One of the falsehoods that has been stuffed into your brain and pounded into place is that moral knowledge progresses inevitably, such that later generations are morally and intellectually superior to earlier generations, and that the older the source the more morally suspect that source is. There is a term for that. It is called chronological snobbery. Or, to use a term that you might understand more easily, “ageism.”

Second, you have been taught to resort to two moral values above all others, diversity and equality. These are important values if properly understood. But the way most of you have been taught to understand them makes you irrational, unreasoning. For you have been taught that we must have as much diversity as possible and that equality means that everyone must be made equal. But equal simply means the same. To say that 2+2 equals 4 is to say that 2+2 is numerically the same as four. And diversity simply means difference. So when you say that we should have diversity and equality you are saying we should have difference and sameness. That is incoherent, by itself. Two things cannot be different and the same at the same time in the same way.

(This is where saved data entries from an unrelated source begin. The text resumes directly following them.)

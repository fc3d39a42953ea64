//! Clones domain: tuning and input resources.

use bevy::prelude::*;
use serde::{Deserialize, Serialize};

#[derive(Resource, Debug, Clone, Deserialize, Serialize)]
#[serde(default)]
pub struct CloneTuning {
    /// Seconds each clone lasts.
    pub duration: f32,
    pub energy_cost: f32,
    pub max_clones: usize,
    /// No new clone closer than this to a live one.
    pub min_spacing: f32,
    pub max_bridge_distance: f32,
    /// Keep the player's velocity through a teleport.
    pub preserve_momentum: bool,
    pub allow_mid_air: bool,
    /// Minimum clone age before it can be teleported to.
    pub teleport_delay: f32,
    pub teleport_cooldown: f32,
    pub max_teleport_distance: f32,
    pub bridge_tolerance: f32,
}

impl Default for CloneTuning {
    fn default() -> Self {
        Self {
            duration: 30.0,
            energy_cost: 20.0,
            max_clones: 3,
            min_spacing: 40.0,
            max_bridge_distance: 320.0,
            preserve_momentum: true,
            allow_mid_air: true,
            teleport_delay: 0.1,
            teleport_cooldown: 0.2,
            max_teleport_distance: 400.0,
            bridge_tolerance: 20.0,
        }
    }
}

impl CloneTuning {
    /// Pool slots kept per manager.
    pub fn pool_capacity(&self) -> usize {
        self.max_clones * 2
    }
}

#[derive(Resource, Debug, Default)]
pub struct CloneInput {
    pub create_pressed: bool,
    pub teleport_pressed: bool,
}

Furthermore, diversity and equality are not the most important values. In fact, neither diversity nor equality is valuable at all in its own right. Some diversity is bad. For example, if slavery is inherently wrong, as I suspect we all think it is, then a diversity of views about the morality of slavery is worse than complete agreement that slavery is wrong.

Similarly, equality is not to be desired for its own sake. Nobody is equal in all respects. We are all different, which is to say that we are all not the same, which is to say that we are unequal in many ways. And that is generally a good thing. But it is not always a good thing (see the previous remarks about diversity).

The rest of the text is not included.